• [EXERCISE INPUTS]:

'''

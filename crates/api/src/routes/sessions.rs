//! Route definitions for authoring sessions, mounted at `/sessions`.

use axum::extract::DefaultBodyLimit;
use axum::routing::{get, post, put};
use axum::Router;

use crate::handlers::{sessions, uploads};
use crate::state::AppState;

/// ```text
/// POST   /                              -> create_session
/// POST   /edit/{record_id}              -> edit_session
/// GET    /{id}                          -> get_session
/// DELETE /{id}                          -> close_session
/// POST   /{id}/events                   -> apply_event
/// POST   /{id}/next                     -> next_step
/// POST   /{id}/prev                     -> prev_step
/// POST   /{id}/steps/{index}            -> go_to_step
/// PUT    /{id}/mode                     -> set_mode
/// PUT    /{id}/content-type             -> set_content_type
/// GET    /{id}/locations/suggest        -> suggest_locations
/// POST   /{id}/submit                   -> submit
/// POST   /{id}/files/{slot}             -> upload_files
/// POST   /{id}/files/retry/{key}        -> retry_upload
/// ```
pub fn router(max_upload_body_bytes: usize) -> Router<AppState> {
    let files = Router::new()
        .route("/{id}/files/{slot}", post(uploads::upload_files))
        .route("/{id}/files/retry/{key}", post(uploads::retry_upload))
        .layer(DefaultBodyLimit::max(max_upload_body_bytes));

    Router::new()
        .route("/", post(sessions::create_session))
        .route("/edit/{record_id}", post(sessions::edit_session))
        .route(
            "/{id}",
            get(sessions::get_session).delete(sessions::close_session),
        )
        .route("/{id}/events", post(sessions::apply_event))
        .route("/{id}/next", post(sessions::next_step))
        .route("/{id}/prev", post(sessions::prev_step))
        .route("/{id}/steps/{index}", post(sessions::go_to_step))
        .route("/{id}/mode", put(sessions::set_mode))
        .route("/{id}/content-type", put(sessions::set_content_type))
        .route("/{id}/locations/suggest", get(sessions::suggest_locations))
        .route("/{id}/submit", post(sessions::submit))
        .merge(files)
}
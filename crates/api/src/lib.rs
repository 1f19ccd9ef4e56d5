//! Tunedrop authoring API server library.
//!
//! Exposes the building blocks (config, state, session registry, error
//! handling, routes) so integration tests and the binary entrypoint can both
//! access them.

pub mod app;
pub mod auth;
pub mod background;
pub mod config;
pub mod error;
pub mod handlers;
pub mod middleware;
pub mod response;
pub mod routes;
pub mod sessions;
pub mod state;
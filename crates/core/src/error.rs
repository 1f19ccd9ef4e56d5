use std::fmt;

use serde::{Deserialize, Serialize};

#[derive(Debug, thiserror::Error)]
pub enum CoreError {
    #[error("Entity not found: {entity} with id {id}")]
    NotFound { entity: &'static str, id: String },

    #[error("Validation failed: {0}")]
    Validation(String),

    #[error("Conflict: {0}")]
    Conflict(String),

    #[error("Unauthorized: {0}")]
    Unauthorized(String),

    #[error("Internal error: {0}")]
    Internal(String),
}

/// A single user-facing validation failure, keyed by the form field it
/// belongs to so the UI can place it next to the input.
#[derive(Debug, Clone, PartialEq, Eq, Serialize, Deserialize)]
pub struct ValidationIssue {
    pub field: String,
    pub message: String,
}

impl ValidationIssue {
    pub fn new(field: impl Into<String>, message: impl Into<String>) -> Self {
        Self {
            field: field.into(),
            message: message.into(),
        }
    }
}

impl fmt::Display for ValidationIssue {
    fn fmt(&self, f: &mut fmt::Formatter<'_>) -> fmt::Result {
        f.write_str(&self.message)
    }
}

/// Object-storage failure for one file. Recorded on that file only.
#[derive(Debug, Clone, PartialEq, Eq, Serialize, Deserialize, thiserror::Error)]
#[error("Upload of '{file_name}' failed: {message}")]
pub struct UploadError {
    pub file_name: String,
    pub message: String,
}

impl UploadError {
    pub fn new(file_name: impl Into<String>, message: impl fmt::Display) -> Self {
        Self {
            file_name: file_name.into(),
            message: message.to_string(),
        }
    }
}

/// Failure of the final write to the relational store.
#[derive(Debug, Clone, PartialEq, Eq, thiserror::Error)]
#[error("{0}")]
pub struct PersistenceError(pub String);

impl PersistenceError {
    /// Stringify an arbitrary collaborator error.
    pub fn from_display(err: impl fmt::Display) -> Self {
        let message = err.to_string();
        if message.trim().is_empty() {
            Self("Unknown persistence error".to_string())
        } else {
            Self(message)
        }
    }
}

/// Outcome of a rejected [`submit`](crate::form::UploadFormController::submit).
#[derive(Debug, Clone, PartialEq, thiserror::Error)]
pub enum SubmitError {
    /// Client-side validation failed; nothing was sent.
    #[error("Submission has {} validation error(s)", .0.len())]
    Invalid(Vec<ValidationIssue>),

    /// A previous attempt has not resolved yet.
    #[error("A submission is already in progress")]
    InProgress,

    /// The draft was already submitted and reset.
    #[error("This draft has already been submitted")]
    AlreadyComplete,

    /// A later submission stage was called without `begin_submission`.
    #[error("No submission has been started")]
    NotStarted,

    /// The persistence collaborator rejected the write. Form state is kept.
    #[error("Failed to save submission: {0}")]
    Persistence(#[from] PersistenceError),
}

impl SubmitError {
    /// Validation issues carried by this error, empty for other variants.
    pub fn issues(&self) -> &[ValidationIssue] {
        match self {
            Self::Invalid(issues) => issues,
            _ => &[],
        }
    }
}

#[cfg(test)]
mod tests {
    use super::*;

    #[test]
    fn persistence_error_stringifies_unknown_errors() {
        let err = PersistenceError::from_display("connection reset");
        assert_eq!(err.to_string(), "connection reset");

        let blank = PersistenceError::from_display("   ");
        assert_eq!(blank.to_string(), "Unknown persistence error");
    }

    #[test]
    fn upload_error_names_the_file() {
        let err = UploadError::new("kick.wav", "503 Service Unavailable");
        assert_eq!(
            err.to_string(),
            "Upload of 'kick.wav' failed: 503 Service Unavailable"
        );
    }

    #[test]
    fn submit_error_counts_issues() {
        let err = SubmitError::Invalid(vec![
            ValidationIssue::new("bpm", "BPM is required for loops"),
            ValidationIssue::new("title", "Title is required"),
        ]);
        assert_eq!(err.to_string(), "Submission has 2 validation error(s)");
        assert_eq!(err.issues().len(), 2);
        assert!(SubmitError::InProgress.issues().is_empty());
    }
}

'''
'''

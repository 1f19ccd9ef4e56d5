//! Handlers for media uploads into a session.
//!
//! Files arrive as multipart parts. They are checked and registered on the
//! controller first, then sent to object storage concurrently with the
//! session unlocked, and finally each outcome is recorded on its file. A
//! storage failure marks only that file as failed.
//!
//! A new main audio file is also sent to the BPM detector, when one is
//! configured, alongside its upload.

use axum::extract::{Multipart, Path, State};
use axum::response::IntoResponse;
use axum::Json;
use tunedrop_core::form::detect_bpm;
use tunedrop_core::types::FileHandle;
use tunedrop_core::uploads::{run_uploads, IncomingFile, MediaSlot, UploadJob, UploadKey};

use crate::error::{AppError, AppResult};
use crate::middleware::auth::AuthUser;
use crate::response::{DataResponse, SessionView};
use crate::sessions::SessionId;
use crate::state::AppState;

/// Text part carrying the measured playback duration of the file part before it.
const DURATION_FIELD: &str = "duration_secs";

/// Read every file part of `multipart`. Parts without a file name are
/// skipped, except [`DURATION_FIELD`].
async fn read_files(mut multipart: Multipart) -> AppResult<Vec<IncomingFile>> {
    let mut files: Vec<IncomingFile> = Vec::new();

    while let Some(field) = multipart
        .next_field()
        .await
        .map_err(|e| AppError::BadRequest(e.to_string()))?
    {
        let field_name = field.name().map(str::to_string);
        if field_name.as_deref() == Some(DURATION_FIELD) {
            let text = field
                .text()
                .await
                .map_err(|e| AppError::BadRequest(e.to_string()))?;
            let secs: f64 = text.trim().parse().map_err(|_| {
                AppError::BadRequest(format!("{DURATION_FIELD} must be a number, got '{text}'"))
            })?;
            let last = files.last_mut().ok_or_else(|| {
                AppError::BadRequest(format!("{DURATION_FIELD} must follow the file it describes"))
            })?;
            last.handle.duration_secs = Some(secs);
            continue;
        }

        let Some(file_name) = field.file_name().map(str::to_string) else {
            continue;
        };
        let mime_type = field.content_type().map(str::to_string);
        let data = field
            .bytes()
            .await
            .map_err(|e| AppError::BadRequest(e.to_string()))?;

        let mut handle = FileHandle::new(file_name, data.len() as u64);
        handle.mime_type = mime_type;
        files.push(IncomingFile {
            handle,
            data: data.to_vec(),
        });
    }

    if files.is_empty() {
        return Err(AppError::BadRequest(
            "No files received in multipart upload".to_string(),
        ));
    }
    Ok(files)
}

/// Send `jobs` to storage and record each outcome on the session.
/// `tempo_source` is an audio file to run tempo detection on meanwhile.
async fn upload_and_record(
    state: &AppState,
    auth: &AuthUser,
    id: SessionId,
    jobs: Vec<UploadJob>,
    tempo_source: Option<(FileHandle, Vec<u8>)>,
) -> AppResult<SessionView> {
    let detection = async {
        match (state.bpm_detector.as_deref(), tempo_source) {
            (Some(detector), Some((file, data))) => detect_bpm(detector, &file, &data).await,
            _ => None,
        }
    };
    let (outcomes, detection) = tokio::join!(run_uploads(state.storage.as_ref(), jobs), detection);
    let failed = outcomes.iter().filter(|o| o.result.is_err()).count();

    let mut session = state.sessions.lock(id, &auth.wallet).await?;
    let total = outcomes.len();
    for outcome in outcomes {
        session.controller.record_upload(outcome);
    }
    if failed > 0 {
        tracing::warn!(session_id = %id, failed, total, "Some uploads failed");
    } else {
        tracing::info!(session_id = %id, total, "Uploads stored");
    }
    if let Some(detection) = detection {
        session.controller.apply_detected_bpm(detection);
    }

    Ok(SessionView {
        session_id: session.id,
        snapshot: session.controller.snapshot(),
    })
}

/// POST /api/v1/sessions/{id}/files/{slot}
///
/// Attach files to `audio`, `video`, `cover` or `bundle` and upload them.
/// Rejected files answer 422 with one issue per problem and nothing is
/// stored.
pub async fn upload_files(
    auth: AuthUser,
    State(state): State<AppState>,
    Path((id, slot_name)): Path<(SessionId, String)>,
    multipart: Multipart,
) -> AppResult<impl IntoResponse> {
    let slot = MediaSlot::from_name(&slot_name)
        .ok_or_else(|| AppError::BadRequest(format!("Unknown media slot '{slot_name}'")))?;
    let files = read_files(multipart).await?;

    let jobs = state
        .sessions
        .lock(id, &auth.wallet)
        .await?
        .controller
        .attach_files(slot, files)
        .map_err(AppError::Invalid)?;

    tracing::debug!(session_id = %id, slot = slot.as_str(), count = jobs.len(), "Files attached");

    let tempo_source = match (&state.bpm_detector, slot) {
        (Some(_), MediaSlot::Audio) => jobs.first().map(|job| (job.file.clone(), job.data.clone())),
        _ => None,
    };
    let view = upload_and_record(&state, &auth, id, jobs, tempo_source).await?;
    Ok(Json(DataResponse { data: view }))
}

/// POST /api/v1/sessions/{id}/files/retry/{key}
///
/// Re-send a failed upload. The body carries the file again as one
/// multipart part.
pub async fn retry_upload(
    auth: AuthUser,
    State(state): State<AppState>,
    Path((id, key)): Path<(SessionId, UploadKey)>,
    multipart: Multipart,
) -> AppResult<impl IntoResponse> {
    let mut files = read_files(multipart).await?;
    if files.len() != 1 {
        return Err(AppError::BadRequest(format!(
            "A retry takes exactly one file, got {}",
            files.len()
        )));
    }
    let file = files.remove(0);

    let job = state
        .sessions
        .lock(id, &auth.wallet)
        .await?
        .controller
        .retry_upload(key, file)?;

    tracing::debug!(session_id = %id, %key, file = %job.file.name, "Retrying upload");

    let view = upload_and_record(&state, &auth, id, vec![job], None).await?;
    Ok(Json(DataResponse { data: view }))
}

'''
'''

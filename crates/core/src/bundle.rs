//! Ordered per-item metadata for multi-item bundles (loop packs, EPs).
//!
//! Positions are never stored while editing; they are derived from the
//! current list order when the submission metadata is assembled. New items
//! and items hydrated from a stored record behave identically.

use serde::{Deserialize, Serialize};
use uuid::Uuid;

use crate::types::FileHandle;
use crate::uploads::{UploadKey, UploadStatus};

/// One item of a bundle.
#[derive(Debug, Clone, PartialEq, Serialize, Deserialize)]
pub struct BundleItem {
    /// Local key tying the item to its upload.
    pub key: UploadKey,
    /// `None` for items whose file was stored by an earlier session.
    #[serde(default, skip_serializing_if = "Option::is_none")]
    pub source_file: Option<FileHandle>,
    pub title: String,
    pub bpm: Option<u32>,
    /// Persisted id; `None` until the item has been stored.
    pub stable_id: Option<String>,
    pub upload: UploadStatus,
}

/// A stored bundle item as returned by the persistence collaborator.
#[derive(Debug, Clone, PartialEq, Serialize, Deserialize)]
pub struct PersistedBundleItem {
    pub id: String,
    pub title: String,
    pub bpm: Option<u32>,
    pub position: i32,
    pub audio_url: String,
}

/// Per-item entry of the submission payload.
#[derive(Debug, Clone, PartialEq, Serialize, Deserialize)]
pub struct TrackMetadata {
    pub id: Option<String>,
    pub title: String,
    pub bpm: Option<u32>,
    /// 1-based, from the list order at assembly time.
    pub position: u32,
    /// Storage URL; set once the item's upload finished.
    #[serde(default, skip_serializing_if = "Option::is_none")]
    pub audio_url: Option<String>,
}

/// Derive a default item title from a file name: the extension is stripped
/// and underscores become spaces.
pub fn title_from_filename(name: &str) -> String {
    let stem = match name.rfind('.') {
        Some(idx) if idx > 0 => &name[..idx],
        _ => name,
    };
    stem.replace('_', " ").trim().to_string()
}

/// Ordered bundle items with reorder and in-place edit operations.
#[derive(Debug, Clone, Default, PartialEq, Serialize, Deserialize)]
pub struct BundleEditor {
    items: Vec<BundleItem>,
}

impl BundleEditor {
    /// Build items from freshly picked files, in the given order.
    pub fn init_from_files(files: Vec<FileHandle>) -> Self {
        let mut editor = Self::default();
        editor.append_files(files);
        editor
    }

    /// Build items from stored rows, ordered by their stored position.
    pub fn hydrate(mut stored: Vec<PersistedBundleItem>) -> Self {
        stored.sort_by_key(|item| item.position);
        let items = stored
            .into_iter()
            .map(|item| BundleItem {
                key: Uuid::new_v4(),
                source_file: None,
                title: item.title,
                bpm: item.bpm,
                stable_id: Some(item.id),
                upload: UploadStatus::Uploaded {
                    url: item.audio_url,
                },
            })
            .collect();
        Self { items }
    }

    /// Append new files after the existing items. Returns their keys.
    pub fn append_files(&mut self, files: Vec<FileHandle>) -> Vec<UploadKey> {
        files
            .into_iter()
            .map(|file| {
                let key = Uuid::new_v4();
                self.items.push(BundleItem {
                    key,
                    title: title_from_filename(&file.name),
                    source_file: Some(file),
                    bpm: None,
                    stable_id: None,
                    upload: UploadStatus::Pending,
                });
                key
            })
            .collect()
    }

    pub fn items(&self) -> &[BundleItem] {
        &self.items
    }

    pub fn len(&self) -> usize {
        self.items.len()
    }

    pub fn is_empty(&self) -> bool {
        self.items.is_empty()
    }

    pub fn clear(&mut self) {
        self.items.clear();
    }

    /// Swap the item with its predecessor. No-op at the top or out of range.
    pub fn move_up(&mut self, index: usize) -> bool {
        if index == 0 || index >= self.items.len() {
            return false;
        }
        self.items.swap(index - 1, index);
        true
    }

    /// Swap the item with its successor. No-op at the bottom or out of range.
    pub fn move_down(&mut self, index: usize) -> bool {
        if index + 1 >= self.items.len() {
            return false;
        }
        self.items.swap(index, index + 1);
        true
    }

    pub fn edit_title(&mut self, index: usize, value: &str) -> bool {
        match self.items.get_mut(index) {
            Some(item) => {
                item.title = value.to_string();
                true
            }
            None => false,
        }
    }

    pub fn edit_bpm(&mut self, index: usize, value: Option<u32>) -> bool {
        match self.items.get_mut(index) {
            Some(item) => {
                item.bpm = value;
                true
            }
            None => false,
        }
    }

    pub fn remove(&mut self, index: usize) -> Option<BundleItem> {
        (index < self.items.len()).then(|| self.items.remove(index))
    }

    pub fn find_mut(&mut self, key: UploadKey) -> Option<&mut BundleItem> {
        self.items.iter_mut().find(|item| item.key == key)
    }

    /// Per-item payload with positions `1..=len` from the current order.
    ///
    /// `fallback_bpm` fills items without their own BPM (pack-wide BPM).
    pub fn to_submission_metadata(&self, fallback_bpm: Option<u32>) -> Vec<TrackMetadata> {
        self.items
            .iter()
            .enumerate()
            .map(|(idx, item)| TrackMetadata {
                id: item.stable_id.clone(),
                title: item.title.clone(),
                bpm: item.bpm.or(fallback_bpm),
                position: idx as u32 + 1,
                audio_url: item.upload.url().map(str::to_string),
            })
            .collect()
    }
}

'''

• [THE TASK]:
In the data above, which lines lie between the line with "and nothing is" and the line with "let slot = MediaSlot::from_name(&slot_name)", inclusive? Print those lines exactly and nothing else.

• [TASK RESULT]:
/// Rejected files answer 422 with one issue per problem and nothing is
/// stored.
pub async fn upload_files(
    auth: AuthUser,
    State(state): State<AppState>,
    Path((id, slot_name)): Path<(SessionId, String)>,
    multipart: Multipart,
) -> AppResult<impl IntoResponse> {
    let slot = MediaSlot::from_name(&slot_name)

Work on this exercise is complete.